Instructions to follow
Provide an exact copy of the lines from the beginning of the records through the line that includes "if record.len() != pixels", and of no others.

[Entries supplied — start]

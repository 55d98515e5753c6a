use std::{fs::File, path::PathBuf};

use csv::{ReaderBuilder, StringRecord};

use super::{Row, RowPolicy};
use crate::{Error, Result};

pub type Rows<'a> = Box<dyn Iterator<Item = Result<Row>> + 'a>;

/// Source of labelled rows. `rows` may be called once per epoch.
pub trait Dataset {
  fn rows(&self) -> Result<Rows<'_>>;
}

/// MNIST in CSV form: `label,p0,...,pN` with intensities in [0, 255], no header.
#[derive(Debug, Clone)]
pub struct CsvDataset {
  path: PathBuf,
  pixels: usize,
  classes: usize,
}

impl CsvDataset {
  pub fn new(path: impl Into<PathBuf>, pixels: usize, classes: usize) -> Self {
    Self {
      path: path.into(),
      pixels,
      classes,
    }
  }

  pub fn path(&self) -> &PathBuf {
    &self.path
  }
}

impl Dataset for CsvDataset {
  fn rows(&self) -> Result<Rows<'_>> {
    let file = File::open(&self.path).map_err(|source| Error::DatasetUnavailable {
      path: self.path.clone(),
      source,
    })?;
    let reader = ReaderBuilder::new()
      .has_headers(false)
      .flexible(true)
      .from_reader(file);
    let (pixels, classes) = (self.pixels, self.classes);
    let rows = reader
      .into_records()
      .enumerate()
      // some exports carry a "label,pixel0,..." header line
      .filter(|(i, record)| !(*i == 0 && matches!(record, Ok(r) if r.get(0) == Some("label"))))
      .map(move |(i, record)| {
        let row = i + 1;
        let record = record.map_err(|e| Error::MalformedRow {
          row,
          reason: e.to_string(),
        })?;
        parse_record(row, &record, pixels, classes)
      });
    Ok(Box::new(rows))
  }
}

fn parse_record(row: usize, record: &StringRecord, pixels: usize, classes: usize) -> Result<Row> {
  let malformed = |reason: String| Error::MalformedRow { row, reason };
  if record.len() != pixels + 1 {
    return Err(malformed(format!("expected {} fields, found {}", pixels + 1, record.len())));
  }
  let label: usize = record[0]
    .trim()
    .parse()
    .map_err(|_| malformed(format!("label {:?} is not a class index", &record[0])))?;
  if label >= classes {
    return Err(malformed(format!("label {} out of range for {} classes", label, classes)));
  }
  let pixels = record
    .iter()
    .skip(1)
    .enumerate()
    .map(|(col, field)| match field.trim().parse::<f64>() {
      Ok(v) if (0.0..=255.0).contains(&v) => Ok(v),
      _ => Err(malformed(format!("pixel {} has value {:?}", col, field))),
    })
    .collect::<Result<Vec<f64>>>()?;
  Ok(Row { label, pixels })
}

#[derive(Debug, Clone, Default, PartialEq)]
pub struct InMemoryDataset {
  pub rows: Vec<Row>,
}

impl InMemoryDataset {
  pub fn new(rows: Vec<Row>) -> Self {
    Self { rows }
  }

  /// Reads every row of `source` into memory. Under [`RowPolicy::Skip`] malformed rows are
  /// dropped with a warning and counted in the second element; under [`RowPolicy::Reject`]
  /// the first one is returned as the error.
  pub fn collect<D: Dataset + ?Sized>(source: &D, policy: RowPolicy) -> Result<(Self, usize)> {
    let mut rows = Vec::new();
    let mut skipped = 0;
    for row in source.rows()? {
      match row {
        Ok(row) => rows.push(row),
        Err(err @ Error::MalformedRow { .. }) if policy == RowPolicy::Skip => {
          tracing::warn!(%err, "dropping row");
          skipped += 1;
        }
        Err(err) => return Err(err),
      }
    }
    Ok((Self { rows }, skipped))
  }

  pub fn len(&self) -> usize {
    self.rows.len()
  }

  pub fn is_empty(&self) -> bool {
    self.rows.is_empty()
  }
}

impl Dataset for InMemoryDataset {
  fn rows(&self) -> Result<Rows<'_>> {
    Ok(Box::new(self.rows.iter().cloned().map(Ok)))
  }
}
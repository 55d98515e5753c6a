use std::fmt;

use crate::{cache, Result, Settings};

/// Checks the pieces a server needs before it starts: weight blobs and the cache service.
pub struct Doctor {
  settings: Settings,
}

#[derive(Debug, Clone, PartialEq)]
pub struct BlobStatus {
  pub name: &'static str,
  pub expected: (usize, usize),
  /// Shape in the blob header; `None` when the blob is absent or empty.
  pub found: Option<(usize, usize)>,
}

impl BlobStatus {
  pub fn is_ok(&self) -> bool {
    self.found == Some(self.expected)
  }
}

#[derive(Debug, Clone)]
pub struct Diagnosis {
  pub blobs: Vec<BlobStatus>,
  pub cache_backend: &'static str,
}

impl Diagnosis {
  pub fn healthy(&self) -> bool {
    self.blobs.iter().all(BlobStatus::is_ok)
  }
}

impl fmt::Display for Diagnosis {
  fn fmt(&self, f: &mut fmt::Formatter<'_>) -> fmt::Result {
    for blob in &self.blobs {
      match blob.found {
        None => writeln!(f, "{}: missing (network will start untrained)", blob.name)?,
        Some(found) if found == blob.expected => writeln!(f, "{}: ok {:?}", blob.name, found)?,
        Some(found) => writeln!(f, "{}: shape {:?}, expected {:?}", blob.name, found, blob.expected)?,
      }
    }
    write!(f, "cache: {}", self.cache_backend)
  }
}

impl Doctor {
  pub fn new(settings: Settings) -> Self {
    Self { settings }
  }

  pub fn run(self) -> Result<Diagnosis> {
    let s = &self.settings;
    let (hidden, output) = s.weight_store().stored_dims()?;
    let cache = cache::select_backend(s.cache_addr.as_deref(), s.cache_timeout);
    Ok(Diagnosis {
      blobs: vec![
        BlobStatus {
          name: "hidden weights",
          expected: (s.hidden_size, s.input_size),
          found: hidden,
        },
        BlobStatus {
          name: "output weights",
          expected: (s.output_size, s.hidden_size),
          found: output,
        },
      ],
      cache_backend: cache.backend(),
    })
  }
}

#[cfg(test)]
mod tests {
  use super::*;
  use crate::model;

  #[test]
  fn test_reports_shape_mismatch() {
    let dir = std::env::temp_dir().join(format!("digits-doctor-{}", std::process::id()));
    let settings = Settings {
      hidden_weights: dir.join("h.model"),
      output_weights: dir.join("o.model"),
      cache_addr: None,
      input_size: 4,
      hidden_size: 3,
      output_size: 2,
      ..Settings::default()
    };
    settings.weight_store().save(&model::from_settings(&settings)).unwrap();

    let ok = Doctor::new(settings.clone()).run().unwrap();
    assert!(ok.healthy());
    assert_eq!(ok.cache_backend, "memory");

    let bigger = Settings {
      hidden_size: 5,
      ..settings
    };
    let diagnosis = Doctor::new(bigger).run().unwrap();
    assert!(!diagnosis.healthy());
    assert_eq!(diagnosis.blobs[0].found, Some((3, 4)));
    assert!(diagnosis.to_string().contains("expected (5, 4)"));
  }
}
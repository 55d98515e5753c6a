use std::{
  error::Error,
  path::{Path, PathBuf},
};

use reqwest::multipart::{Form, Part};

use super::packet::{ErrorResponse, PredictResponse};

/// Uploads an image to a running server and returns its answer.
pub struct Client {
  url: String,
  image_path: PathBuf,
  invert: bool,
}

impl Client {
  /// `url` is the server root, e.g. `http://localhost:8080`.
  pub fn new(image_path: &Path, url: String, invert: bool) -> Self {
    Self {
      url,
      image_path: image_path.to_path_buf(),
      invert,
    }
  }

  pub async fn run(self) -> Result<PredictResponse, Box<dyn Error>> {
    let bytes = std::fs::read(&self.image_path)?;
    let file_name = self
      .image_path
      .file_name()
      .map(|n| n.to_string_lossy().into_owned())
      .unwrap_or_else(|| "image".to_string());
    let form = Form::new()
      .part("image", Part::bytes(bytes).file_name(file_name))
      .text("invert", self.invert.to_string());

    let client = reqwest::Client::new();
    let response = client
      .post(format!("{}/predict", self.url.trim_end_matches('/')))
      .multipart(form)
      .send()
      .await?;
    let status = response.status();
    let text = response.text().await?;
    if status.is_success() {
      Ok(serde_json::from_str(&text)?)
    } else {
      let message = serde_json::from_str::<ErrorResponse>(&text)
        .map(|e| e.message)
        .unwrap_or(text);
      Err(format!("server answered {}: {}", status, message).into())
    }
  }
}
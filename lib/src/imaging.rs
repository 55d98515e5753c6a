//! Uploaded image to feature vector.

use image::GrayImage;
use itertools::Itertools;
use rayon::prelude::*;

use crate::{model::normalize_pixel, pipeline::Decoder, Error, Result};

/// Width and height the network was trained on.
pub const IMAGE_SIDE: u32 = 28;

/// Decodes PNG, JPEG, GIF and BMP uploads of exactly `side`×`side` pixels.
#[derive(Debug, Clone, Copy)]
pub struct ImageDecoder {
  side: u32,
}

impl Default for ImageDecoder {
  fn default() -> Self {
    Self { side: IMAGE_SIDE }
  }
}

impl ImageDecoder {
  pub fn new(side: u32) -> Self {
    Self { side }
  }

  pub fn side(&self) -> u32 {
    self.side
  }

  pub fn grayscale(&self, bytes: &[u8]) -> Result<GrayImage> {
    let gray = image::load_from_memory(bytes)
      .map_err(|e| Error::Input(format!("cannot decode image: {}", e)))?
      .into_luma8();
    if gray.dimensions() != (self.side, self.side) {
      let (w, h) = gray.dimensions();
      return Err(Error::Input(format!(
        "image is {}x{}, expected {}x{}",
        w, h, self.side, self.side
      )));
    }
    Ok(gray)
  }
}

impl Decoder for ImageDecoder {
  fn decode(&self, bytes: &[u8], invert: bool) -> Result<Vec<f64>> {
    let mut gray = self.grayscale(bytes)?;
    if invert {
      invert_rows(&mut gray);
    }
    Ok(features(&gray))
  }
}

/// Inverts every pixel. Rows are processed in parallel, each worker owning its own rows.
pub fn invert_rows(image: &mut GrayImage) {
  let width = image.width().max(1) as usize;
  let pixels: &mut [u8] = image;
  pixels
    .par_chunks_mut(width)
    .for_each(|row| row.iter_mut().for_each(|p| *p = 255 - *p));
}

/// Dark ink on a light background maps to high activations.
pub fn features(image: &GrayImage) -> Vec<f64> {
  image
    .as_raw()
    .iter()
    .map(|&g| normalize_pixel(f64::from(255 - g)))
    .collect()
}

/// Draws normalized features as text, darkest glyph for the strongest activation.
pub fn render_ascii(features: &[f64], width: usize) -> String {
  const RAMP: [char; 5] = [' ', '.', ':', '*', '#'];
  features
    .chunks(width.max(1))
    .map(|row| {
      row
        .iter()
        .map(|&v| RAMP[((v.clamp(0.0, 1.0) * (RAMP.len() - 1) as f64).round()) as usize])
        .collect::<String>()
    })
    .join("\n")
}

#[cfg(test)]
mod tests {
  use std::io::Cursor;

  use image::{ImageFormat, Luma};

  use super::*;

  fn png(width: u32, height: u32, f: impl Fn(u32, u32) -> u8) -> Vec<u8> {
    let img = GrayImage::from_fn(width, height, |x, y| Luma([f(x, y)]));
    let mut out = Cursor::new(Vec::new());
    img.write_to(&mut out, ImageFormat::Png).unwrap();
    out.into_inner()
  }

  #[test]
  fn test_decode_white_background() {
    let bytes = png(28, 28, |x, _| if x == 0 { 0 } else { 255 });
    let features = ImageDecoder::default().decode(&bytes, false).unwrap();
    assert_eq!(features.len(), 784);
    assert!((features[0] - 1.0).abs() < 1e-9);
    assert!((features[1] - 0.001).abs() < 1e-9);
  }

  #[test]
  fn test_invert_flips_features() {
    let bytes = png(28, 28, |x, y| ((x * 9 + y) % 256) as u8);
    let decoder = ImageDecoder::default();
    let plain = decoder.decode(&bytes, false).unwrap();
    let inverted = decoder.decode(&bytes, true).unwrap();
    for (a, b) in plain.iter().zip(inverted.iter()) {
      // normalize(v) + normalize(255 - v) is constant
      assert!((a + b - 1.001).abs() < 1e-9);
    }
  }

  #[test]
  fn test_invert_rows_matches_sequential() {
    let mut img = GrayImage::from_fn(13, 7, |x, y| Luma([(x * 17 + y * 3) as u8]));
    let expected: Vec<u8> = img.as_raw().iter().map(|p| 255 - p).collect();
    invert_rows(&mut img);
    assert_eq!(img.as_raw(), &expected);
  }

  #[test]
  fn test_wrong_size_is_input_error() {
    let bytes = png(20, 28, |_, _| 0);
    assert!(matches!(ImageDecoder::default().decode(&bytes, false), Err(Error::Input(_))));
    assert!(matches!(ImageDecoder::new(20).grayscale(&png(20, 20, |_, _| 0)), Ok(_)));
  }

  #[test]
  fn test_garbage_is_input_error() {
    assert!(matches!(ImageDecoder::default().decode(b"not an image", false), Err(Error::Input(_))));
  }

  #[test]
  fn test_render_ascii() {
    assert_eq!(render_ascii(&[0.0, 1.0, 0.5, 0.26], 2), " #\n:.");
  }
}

[Entries supplied — finish]

Answer to this problem
repository 55d98515e5753c6a
use std::{fs::File, path::PathBuf};

use csv::{ReaderBuilder, StringRecord};

use super::{Row, RowPolicy};
use crate::{Error, Result};

pub type Rows<'a> = Box<dyn Iterator<Item = Result<Row>> + 'a>;

/// Source of labelled rows. `rows` may be called once per epoch.
pub trait Dataset {
  fn rows(&self) -> Result<Rows<'_>>;
}

/// MNIST in CSV form: `label,p0,...,pN` with intensities in [0, 255], no header.
#[derive(Debug, Clone)]
pub struct CsvDataset {
  path: PathBuf,
  pixels: usize,
  classes: usize,
}

impl CsvDataset {
  pub fn new(path: impl Into<PathBuf>, pixels: usize, classes: usize) -> Self {
    Self {
      path: path.into(),
      pixels,
      classes,
    }
  }

  pub fn path(&self) -> &PathBuf {
    &self.path
  }
}

impl Dataset for CsvDataset {
  fn rows(&self) -> Result<Rows<'_>> {
    let file = File::open(&self.path).map_err(|source| Error::DatasetUnavailable {
      path: self.path.clone(),
      source,
    })?;
    let reader = ReaderBuilder::new()
      .has_headers(false)
      .flexible(true)
      .from_reader(file);
    let (pixels, classes) = (self.pixels, self.classes);
    let rows = reader
      .into_records()
      .enumerate()
      // some exports carry a "label,pixel0,..." header line
      .filter(|(i, record)| !(*i == 0 && matches!(record, Ok(r) if r.get(0) == Some("label"))))
      .map(move |(i, record)| {
        let row = i + 1;
        let record = record.map_err(|e| Error::MalformedRow {
          row,
          reason: e.to_string(),
        })?;
        parse_record(row, &record, pixels, classes)
      });
    Ok(Box::new(rows))
  }
}

fn parse_record(row: usize, record: &StringRecord, pixels: usize, classes: usize) -> Result<Row> {
  let malformed = |reason: String| Error::MalformedRow { row, reason };
  if record.len() != pixels + 1 {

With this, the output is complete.